I disagree CRF. The maxim about justice not just being done but being seen to be done governs this situation. Scalia has been at this for years. He went on freebie hunting trips with his pal, Dick Cheney, when he had before him litigation dealing with the vice president. No Canadian judge would consider anything of this sort. I've had judges recuse themselves because they had known a party decades earlier in college. There's a reason for the rule, the Times states the principles quite well, they're right.
ReplyDeleteBTW, I know you're a supporter of nuclear power. Have you ever gone to bravenewclimate.com, Australian professor Barry Brooks site? He makes a very solid case for fourth generation, "fast" reactors. Among his points is that these IFRs can use what are considered "spent" fuel rods from conventional reactors. They can even burn weapons grade fissile material. Best of all, they don't create enhanced uranium by-products. It's intriguing stuff and, if he's right on the technology, it could be the only viable answer to getting ourselves off fossil fuels.
I recognize that isolated Canadian bloggers commenting on one another's posts isn't going to have much of an effect on U.S. politics or the checks and balances envisioned by the framers of the U.S. Constituion, but ...
ReplyDeletethere is, at long last, a recognition of how useless and ineffective progressive activism is when it's constrained by pointless concerns for "civility." Scalia and Thomas are corrupt thugs and unprincipled scumbags. As far as I'm concerned any strategy that kneecaps them and restrains, however temporarily, their ability to do damage is worth pursuing. It's not as if the right has any qualms about it. The only way to fight back effectively is to be just as nasty and focused as they are.
Playing nicey nicey with people like this is a recipe for failure. Thirty years of this and look where we're at. Time to push back.
The progressive side could start pushing back by reclaiming their proper place within the Liberal Party and denouncing the Conservative-Lite crew now at the wheel who've driven that party into the ditch.

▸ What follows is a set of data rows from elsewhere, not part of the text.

// Copyright (c) Meta Platforms, Inc. and affiliates.

// This software may be used and distributed according to the terms of the
// GNU General Public License version 2.

//! CPU affinity and migrate-disable.

use tracing::debug;

use crate::class::class;
use crate::core::Sched;
use crate::cpumask::Cpumask;
use crate::error::SchedError;
use crate::error::SchedResult;
use crate::rq::StopWork;
use crate::task::DequeueFlags;
use crate::task::EnqueueFlags;
use crate::task::TaskKind;
use crate::types::CpuId;
use crate::types::Pid;

impl Sched {
    /// Restrict `p` to `mask`. A task that is queued or running on a CPU
    /// outside the new mask is moved right away.
    pub fn set_cpus_allowed(&mut self, p: Pid, mask: &Cpumask) -> SchedResult<()> {
        let t = self.tasks.get(p).ok_or(SchedError::NoSuchTask(p))?;
        if t.kind != TaskKind::Normal {
            return Err(SchedError::InvalidParams("per-cpu helper tasks are pinned"));
        }
        if mask.len() != self.nr_cpus() {
            return Err(SchedError::InvalidParams("mask size does not match the cpu count"));
        }
        let usable = mask.and(&self.active);
        let Some(dest) = usable.first().map(|c| CpuId(c as u32)) else {
            return Err(SchedError::AffinityEmpty);
        };
        if t.policy.is_dl() {
            let rd = self.rd(t.cpu);
            if !rd.span.is_subset(mask) {
                return Err(SchedError::Busy);
            }
        }
        if t.cpus_allowed == *mask {
            return Ok(());
        }

        self.do_set_cpus_allowed(p, mask.clone());
        self.tasks[p].user_cpus = Some(mask.clone());

        let t = &self.tasks[p];
        let cpu = t.cpu;
        if mask.has(cpu) {
            return Ok(());
        }
        if t.migration_disabled > 0 {
            self.tasks[p].migration_pending = true;
            return Ok(());
        }
        self.affine_move_task(p, cpu, dest);
        Ok(())
    }

    /// Install a new mask with the task off its runqueue.
    pub(crate) fn do_set_cpus_allowed(&mut self, p: Pid, mask: Cpumask) {
        let cpu = self.tasks[p].cpu;
        let queued = self.tasks[p].is_queued();
        let running = self.rqs[cpu.idx()].curr == p;
        if queued {
            self.update_rq_clock(cpu);
            self.dequeue_task(cpu, p, DequeueFlags::SAVE | DequeueFlags::NOCLOCK);
        }
        if running {
            self.put_prev_task(cpu, p);
        }
        self.tasks[p].cpus_allowed = mask;
        let id = self.tasks[p].class;
        class(id).set_cpus_allowed(self, p);
        if queued {
            self.enqueue_task(cpu, p, EnqueueFlags::RESTORE | EnqueueFlags::NOCLOCK);
        }
        if running {
            self.set_next_task(cpu, p);
        }
    }

    fn affine_move_task(&mut self, p: Pid, cpu: CpuId, dest: CpuId) {
        let dest = self.pick_affine_dest(p, dest);
        if self.rqs[cpu.idx()].curr == p {
            debug!(pid = p.0, cpu = cpu.0, dest = dest.0, "moving running task off a disallowed cpu");
            self.stop_one_cpu(cpu, StopWork::Migrate { pid: p, dest: Some(dest) });
        } else if self.tasks[p].is_queued() {
            self.move_queued_task(cpu, p, dest);
        }
        // A sleeping task picks an allowed CPU at its next wakeup.
    }

    /// Prefer an allowed CPU sharing the LLC with the current one.
    fn pick_affine_dest(&self, p: Pid, fallback: CpuId) -> CpuId {
        let t = &self.tasks[p];
        t.cpus_allowed
            .and(&self.active)
            .cpus()
            .find(|&c| self.domains.share_llc(c, t.cpu))
            .unwrap_or(fallback)
    }

    /// Pin the running task of `cpu` to it until the matching enable.
    pub fn migrate_disable(&mut self, cpu: CpuId) {
        let p = self.rqs[cpu.idx()].curr;
        let t = &mut self.tasks[p];
        if t.kind != TaskKind::Normal {
            return;
        }
        t.migration_disabled += 1;
    }

    pub fn migrate_enable(&mut self, cpu: CpuId) {
        let p = self.rqs[cpu.idx()].curr;
        let t = &mut self.tasks[p];
        if t.kind != TaskKind::Normal || t.migration_disabled == 0 {
            return;
        }
        t.migration_disabled -= 1;
        if t.migration_disabled > 0 || !t.migration_pending {
            return;
        }
        t.migration_pending = false;
        if t.cpus_allowed.has(cpu) {
            return;
        }
        let dest = t.cpus_allowed.and(&self.active).first().map(|c| CpuId(c as u32));
        match dest {
            Some(d) => self.affine_move_task(p, cpu, d),
            None => {
                let d = self.select_fallback_rq(cpu, p);
                self.affine_move_task(p, cpu, d);
            }
        }
    }
}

ReplyDeleteYes Mound, I'm an avid reader of nearly all the sane Nuclear blogs (and some of the more strident ones too), and I think Barry Brook is one of the clearest writers on this issue that there is.

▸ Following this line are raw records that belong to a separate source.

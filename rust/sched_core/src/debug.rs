// Copyright (c) Meta Platforms, Inc. and affiliates.

// This software may be used and distributed according to the terms of the
// GNU General Public License version 2.

//! Text dumps of live scheduler state, in the spirit of
//! `/proc/<pid>/sched`, `/proc/sched_debug` and `/proc/schedstat`.

use std::fmt::Write;

use crate::core::Sched;
use crate::error::SchedError;
use crate::error::SchedResult;
use crate::stats::CpuIdleType;
use crate::types::CpuId;
use crate::types::Pid;

impl Sched {
    pub fn dump_task(&self, p: Pid) -> SchedResult<String> {
        let t = self.tasks.get(p).ok_or(SchedError::NoSuchTask(p))?;
        let mut out = String::new();
        let _ = writeln!(out, "{} ({}, #threads: 1)", t.comm, t.pid);
        let _ = writeln!(out, "{}", "-".repeat(60));
        let mut field = |name: &str, val: String| {
            let _ = writeln!(out, "{name:<40}: {val:>18}");
        };
        field("state", t.state.name().to_string());
        field("cpu", t.cpu.to_string());
        field("class", t.class.name().to_string());
        field("policy", format!("{:?}", t.policy));
        field("prio", t.prio.to_string());
        field("group", t.group.to_string());
        field("cpus_allowed", t.cpus_allowed.to_cpulist());
        field("se.exec_start", t.se.exec_start.to_string());
        field("se.vruntime", t.se.vruntime.0.to_string());
        field("se.sum_exec_runtime", t.se.sum_exec_runtime.to_string());
        field("se.nr_migrations", t.se.nr_migrations.to_string());
        field("se.load.weight", t.se.load.weight.to_string());
        field("se.avg.load_avg", t.se.avg.load_avg.to_string());
        field("se.avg.runnable_avg", t.se.avg.runnable_avg.to_string());
        field("se.avg.util_avg", t.se.avg.util_avg.to_string());
        field("se.avg.util_est.ewma", t.se.avg.util_est.ewma.to_string());
        field("se.avg.util_est.enqueued", t.se.avg.util_est.enqueued.to_string());
        if t.policy.is_dl() {
            field("dl.runtime", t.dl.runtime.to_string());
            field("dl.deadline", t.dl.deadline.to_string());
            field("dl.dl_throttled", t.dl.dl_throttled.to_string());
        }
        let st = &t.stats;
        field("iowait_sum", st.iowait_sum.to_string());
        field("wait_max", st.wait_max.to_string());
        field("wait_sum", st.wait_sum.to_string());
        field("wait_count", st.wait_count.to_string());
        field("iowait_count", st.iowait_count.to_string());
        field("nr_forced_migrations", st.nr_forced_migrations.to_string());
        field("nr_failed_migrations_affine", st.nr_failed_migrations_affine.to_string());
        field("nr_failed_migrations_running", st.nr_failed_migrations_running.to_string());
        field("nr_failed_migrations_hot", st.nr_failed_migrations_hot.to_string());
        field("nr_wakeups", st.nr_wakeups.to_string());
        field("nr_wakeups_sync", st.nr_wakeups_sync.to_string());
        field("nr_wakeups_migrate", st.nr_wakeups_migrate.to_string());
        field("nr_wakeups_local", st.nr_wakeups_local.to_string());
        field("nr_wakeups_remote", st.nr_wakeups_remote.to_string());
        field("nr_wakeups_affine", st.nr_wakeups_affine.to_string());
        field("nr_wakeups_affine_attempts", st.nr_wakeups_affine_attempts.to_string());
        field("nr_voluntary_switches", st.nr_voluntary_switches.to_string());
        field("nr_involuntary_switches", st.nr_involuntary_switches.to_string());
        Ok(out)
    }

    pub fn dump_rq(&self, cpu: CpuId) -> String {
        let rq = &self.rqs[cpu.idx()];
        let mut out = String::new();
        let _ = writeln!(out, "cpu#{}{}", cpu.0, if rq.online { "" } else { " (offline)" });
        let _ = writeln!(out, "  .nr_running                    : {}", rq.nr_running);
        let _ = writeln!(out, "  .nr_switches                   : {}", rq.nr_switches);
        let _ = writeln!(out, "  .nr_uninterruptible            : {}", rq.nr_uninterruptible);
        let _ = writeln!(out, "  .curr->pid                     : {}", rq.curr);
        let _ = writeln!(out, "  .clock                         : {}", rq.clock.clock);
        let _ = writeln!(out, "  .clock_task                    : {}", rq.clock.task());
        let _ = writeln!(out, "  .cpu_capacity                  : {}/{}", rq.cpu_capacity, rq.cpu_capacity_orig);
        let _ = writeln!(out, "  .avg_idle                      : {}", rq.avg_idle);
        let _ = writeln!(out, "  .max_idle_balance_cost         : {}", rq.max_idle_balance_cost);

        for (g, cfs) in &rq.cfs_rqs {
            if cfs.nr_running == 0 && !g.is_root() {
                continue;
            }
            let _ = writeln!(out, "cfs_rq[{}]:{}", cpu.0, g);
            let _ = writeln!(out, "  .min_vruntime                  : {}", cfs.min_vruntime.0);
            let _ = writeln!(out, "  .nr_running                    : {}", cfs.nr_running);
            let _ = writeln!(out, "  .h_nr_running                  : {}", cfs.h_nr_running);
            let _ = writeln!(out, "  .idle_h_nr_running             : {}", cfs.idle_h_nr_running);
            let _ = writeln!(out, "  .load_avg                      : {}", cfs.avg.load_avg);
            let _ = writeln!(out, "  .util_avg                      : {}", cfs.avg.util_avg);
            if cfs.runtime_enabled {
                let _ = writeln!(out, "  .throttled                     : {}", cfs.throttled);
                let _ = writeln!(out, "  .throttle_count                : {}", cfs.throttle_count);
            }
            for (vr, e) in cfs.queued() {
                let _ = writeln!(out, "    {e:?} vruntime={}", vr.0);
            }
        }

        let _ = writeln!(out, "rt_rq[{}]:", cpu.0);
        let _ = writeln!(out, "  .rt_nr_running                 : {}", rq.rt.rt_nr_running);
        let _ = writeln!(out, "  .rr_nr_running                 : {}", rq.rt.rr_nr_running);
        let _ = writeln!(out, "  .highest_prio                  : {}", rq.rt.highest_prio.curr);
        let _ = writeln!(out, "dl_rq[{}]:", cpu.0);
        let _ = writeln!(out, "  .dl_nr_running                 : {}", rq.dl.dl_nr_running);
        let _ = writeln!(out, "  .running_bw                    : {}", rq.dl.running_bw);
        if let Some((deadline, p)) = rq.dl.tree.first() {
            let _ = writeln!(out, "  .earliest                      : {deadline} ({p})");
        }

        let st = &rq.stats;
        let _ = writeln!(out, "  .sched_count                   : {}", st.sched_count);
        let _ = writeln!(out, "  .sched_goidle                  : {}", st.sched_goidle);
        let _ = writeln!(out, "  .ttwu_count                    : {}", st.ttwu_count);
        let _ = writeln!(out, "  .ttwu_local                    : {}", st.ttwu_local);
        let _ = writeln!(out, "  .yld_count                     : {}", st.yld_count);
        out
    }

    /// Domain tree plus the per-domain balance counters, one line per
    /// domain in `/proc/schedstat` order.
    pub fn dump_domains(&self) -> String {
        let mut out = self.domains.dump();
        for cpu in self.online.cpus() {
            let rq = &self.rqs[cpu.idx()];
            let st = &rq.stats;
            let _ = writeln!(
                out,
                "cpu{} {} 0 {} {} {} {} {} {}",
                cpu.0,
                st.yld_count,
                st.sched_count,
                st.sched_goidle,
                st.ttwu_count,
                st.ttwu_local,
                st.rq_cpu_time,
                st.run_delay
            );
            for (level, sd) in self.domains.domains(cpu).iter().enumerate() {
                let b = sd.balance.lock();
                let mut line = format!("domain{level} {}", sd.span.to_cpulist());
                for idle in CpuIdleType::ALL {
                    let lb = b.stats.lb(idle);
                    let _ = write!(
                        line,
                        " {} {} {} {} {} {} {} {}",
                        lb.lb_count,
                        lb.lb_balanced,
                        lb.lb_failed,
                        lb.lb_imbalance,
                        lb.lb_gained,
                        lb.lb_hot_gained,
                        lb.lb_nobusyq,
                        lb.lb_nobusyg
                    );
                }
                let s = &b.stats;
                let _ = write!(
                    line,
                    " {} {} {} {} {} {} {} {}",
                    s.alb_count,
                    s.alb_failed,
                    s.alb_pushed,
                    s.sbe_count,
                    s.sbf_count,
                    s.ttwu_wake_remote,
                    s.ttwu_move_affine,
                    s.ttwu_move_balance
                );
                let _ = writeln!(out, "{line}");
            }
        }
        out
    }

    /// Balance counters of one domain level for one idle type, or `None`
    /// past the top of the chain.
    pub fn lb_stats(&self, cpu: CpuId, level: usize, idle: CpuIdleType) -> Option<crate::stats::LbStats> {
        let sd = self.domains.domains(cpu).get(level)?;
        let b = sd.balance.lock();
        Some(b.stats.lb(idle).clone())
    }
}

ReplyDeleteCanada is, nominally, a member of a society to develop Gen4 nuclear power http://www.gen-4.org.
Gen III+, however, is what is available now, and, in my opinion, ensuring this Canadian industry's strength is the most likely route to GenIV. You can't build an industry just on happy thoughts about the future.

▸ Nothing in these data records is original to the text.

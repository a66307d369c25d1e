// Copyright (c) Meta Platforms, Inc. and affiliates.

// This software may be used and distributed according to the terms of the
// GNU General Public License version 2.

//! # CPU priority index
//!
//! Tracks, for every priority level, which CPUs are currently running at
//! that level so RT push and wake-up placement can find the lowest
//! priority CPU in O(levels) without scanning runqueues.
//!
//! Levels are inverted relative to task priorities:
//!
//! ```text
//!   -1        invalid (cpu offline)
//!    0        idle / fair / lowest RT
//!    1..=99   RT priority 1..99
//!    100      higher than any RT (deadline, stop)
//! ```
//!
//! Readers (`find`) run without the per-CPU lock. The count of each level
//! is read before its mask; a mask bit seen set for a level whose count
//! was zero is ignored and a stale bit is re-checked against the caller's
//! affinity, so a racing `set` at worst costs a missed candidate.

use std::sync::atomic::AtomicI32;
use std::sync::atomic::AtomicUsize;
use std::sync::atomic::Ordering;

use parking_lot::Mutex;

use crate::cpumask::Cpumask;
use crate::prio::MAX_RT_PRIO;
use crate::types::CpuId;

pub const CPUPRI_NR_PRIORITIES: usize = (MAX_RT_PRIO + 1) as usize;
pub const CPUPRI_INVALID: i32 = -1;
pub const CPUPRI_NORMAL: i32 = 0;
pub const CPUPRI_HIGHER: i32 = MAX_RT_PRIO;

#[derive(Debug)]
struct CpupriVec {
    count: AtomicUsize,
    mask: Mutex<Cpumask>,
}

#[derive(Debug)]
pub struct Cpupri {
    pri_to_cpu: Vec<CpupriVec>,
    cpu_to_pri: Vec<AtomicI32>,
}

/// Map a runqueue's highest RT priority (task numbering) to a level.
///
/// `MAX_RT_PRIO - 1` is what an rq with no RT task reports and shares the
/// normal level; `MAX_RT_PRIO` marks a CPU running deadline or stop work.
pub fn convert_prio(prio: i32) -> i32 {
    match prio {
        CPUPRI_INVALID => CPUPRI_INVALID,
        p if (0..MAX_RT_PRIO - 1).contains(&p) => MAX_RT_PRIO - 1 - p,
        p if p == MAX_RT_PRIO - 1 => CPUPRI_NORMAL,
        _ => CPUPRI_HIGHER,
    }
}

impl Cpupri {
    pub fn new(nr_cpus: usize) -> Self {
        let pri_to_cpu = (0..CPUPRI_NR_PRIORITIES)
            .map(|_| CpupriVec {
                count: AtomicUsize::new(0),
                mask: Mutex::new(Cpumask::new(nr_cpus)),
            })
            .collect();
        let cpu_to_pri = (0..nr_cpus).map(|_| AtomicI32::new(CPUPRI_INVALID)).collect();
        Self {
            pri_to_cpu,
            cpu_to_pri,
        }
    }

    pub fn get(&self, cpu: CpuId) -> i32 {
        self.cpu_to_pri[cpu.idx()].load(Ordering::Acquire)
    }

    /// Record that `cpu` now runs at task priority `newpri`.
    pub fn set(&self, cpu: CpuId, newpri: i32) {
        let newpri = convert_prio(newpri);
        let slot = &self.cpu_to_pri[cpu.idx()];
        let oldpri = slot.load(Ordering::Acquire);
        if newpri == oldpri {
            return;
        }

        // Publish the new level before retracting the old one so a
        // concurrent reader sees the CPU in at least one level.
        if newpri != CPUPRI_INVALID {
            let vec = &self.pri_to_cpu[newpri as usize];
            vec.mask.lock().set_cpu(cpu.idx());
            vec.count.fetch_add(1, Ordering::Release);
        }
        if oldpri != CPUPRI_INVALID {
            let vec = &self.pri_to_cpu[oldpri as usize];
            vec.count.fetch_sub(1, Ordering::Release);
            vec.mask.lock().clear_cpu(cpu.idx());
        }
        slot.store(newpri, Ordering::Release);
    }

    fn find_at(&self, idx: usize, cpus_allowed: &Cpumask) -> Option<Cpumask> {
        let vec = &self.pri_to_cpu[idx];
        if vec.count.load(Ordering::Acquire) == 0 {
            return None;
        }
        let hits = vec.mask.lock().and(cpus_allowed);
        if hits.is_empty() {
            None
        } else {
            Some(hits)
        }
    }

    /// Find CPUs running at a level strictly below `task_prio` (task
    /// numbering) that the task may run on.
    pub fn find(&self, task_prio: i32, cpus_allowed: &Cpumask) -> Option<Cpumask> {
        self.find_fitness(task_prio, cpus_allowed, None::<&dyn Fn(CpuId) -> bool>)
    }

    /// As `find`, restricted to CPUs accepted by `fitness`. If no level has
    /// a fitting CPU the first non-empty unfiltered result is returned, so a
    /// task is never left without a candidate just because of capacity.
    pub fn find_fitness<F>(&self, task_prio: i32, cpus_allowed: &Cpumask, fitness: Option<F>) -> Option<Cpumask>
    where
        F: Fn(CpuId) -> bool,
    {
        let task_pri = convert_prio(task_prio);
        if task_pri <= 0 {
            return None;
        }
        let mut fallback = None;
        for idx in 0..task_pri as usize {
            let Some(mut hits) = self.find_at(idx, cpus_allowed) else {
                continue;
            };
            let Some(fits) = fitness.as_ref() else {
                return Some(hits);
            };
            if fallback.is_none() {
                fallback = Some(hits.clone());
            }
            for cpu in hits.clone().cpus() {
                if !fits(cpu) {
                    hits.clear_cpu(cpu.idx());
                }
            }
            if !hits.is_empty() {
                return Some(hits);
            }
        }
        fallback
    }

    /// CPUs currently at the normal (or idle) level.
    pub fn normal_mask(&self) -> Cpumask {
        self.pri_to_cpu[CPUPRI_NORMAL as usize].mask.lock().clone()
    }

    pub fn count(&self, level: i32) -> usize {
        if level < 0 {
            return 0;
        }
        self.pri_to_cpu[level as usize].count.load(Ordering::Acquire)
    }
}

#[cfg(test)]
mod tests {
    use super::*;

    #[test]
    fn convert() {
        assert_eq!(convert_prio(MAX_RT_PRIO - 1), CPUPRI_NORMAL);
        // user RT prio 50 is task prio 49
        assert_eq!(convert_prio(49), 50);
        assert_eq!(convert_prio(0), 99);
        assert_eq!(convert_prio(MAX_RT_PRIO), CPUPRI_HIGHER);
        assert_eq!(convert_prio(CPUPRI_INVALID), CPUPRI_INVALID);
    }

    #[test]
    fn find_lowest() {
        let cp = Cpupri::new(4);
        cp.set(CpuId(0), 49);
        cp.set(CpuId(1), MAX_RT_PRIO - 1);
        cp.set(CpuId(2), 10);
        cp.set(CpuId(3), MAX_RT_PRIO);
        let all = Cpumask::full(4);
        // task at RT prio 30 (task prio 69): only CPU1 (normal) is lower
        let m = cp.find(69, &all).unwrap();
        assert_eq!(m.to_cpulist(), "1");
        // task prio 5 outranks 49 and normal
        let m = cp.find(5, &Cpumask::from_cpus(4, [0])).unwrap();
        assert_eq!(m.to_cpulist(), "0");
        assert!(cp.find(MAX_RT_PRIO - 1, &all).is_none());
    }

    #[test]
    fn set_moves_between_levels() {
        let cp = Cpupri::new(2);
        cp.set(CpuId(0), MAX_RT_PRIO - 1);
        assert_eq!(cp.count(CPUPRI_NORMAL), 1);
        cp.set(CpuId(0), 49);
        assert_eq!(cp.count(CPUPRI_NORMAL), 0);
        assert_eq!(cp.count(50), 1);
        assert_eq!(cp.get(CpuId(0)), 50);
        cp.set(CpuId(0), CPUPRI_INVALID);
        assert_eq!(cp.count(50), 0);
    }

    #[test]
    fn fitness_filters_then_falls_back() {
        let cp = Cpupri::new(2);
        cp.set(CpuId(0), MAX_RT_PRIO - 1);
        cp.set(CpuId(1), MAX_RT_PRIO - 1);
        let all = Cpumask::full(2);
        let m = cp.find_fitness(10, &all, Some(|c: CpuId| c.0 == 1)).unwrap();
        assert_eq!(m.to_cpulist(), "1");
        let m = cp.find_fitness(10, &all, Some(|_c: CpuId| false)).unwrap();
        assert_eq!(m.to_cpulist(), "0-1");
    }
}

What does that mean to bloggers who don't work directly on energy? I think it means just being aware that choices being made now (and that have been made) can have a big effect on what can be done in Canada in the future.
And there is, I think you've noticed, a lot of strong anti-nuclear opinion among many leftish bloggers, and, strangely (in contrast with the US), libertarian and rightist Canadian bloggers.
I think the rightists recognize that nuclear is the energy elephant that threatens the tar-sands near monopoly on new industrial growth. And that anything that threatens this monopoly is an enemy of Stephen Harper and must be starved, caged and tamed.
I have made the point before (on your post about Andrew Weaver criticising the conservatives being in bed with the tar sands companies): you're more likely to identify politically with the folks who are providing you with your salary. As long as the Canadian nuclear industry remains weak, and threatens to shed jobs, Ontario workers will not want to politically bite the hands of Albertans, who are providing work to Ontario engineering companies in support of tar sands operations.
This is the reason why Stephen Harper will not introduce a Carbon Tax, or cap-n-trade -- because that would provide an industrial boost to the renewable and, especially, nuclear industries. Industrial growth in Ontario would then not be tied almost exclusively to the tar sands, and Ontarians would not feel that they need to support the Albertan political narrative.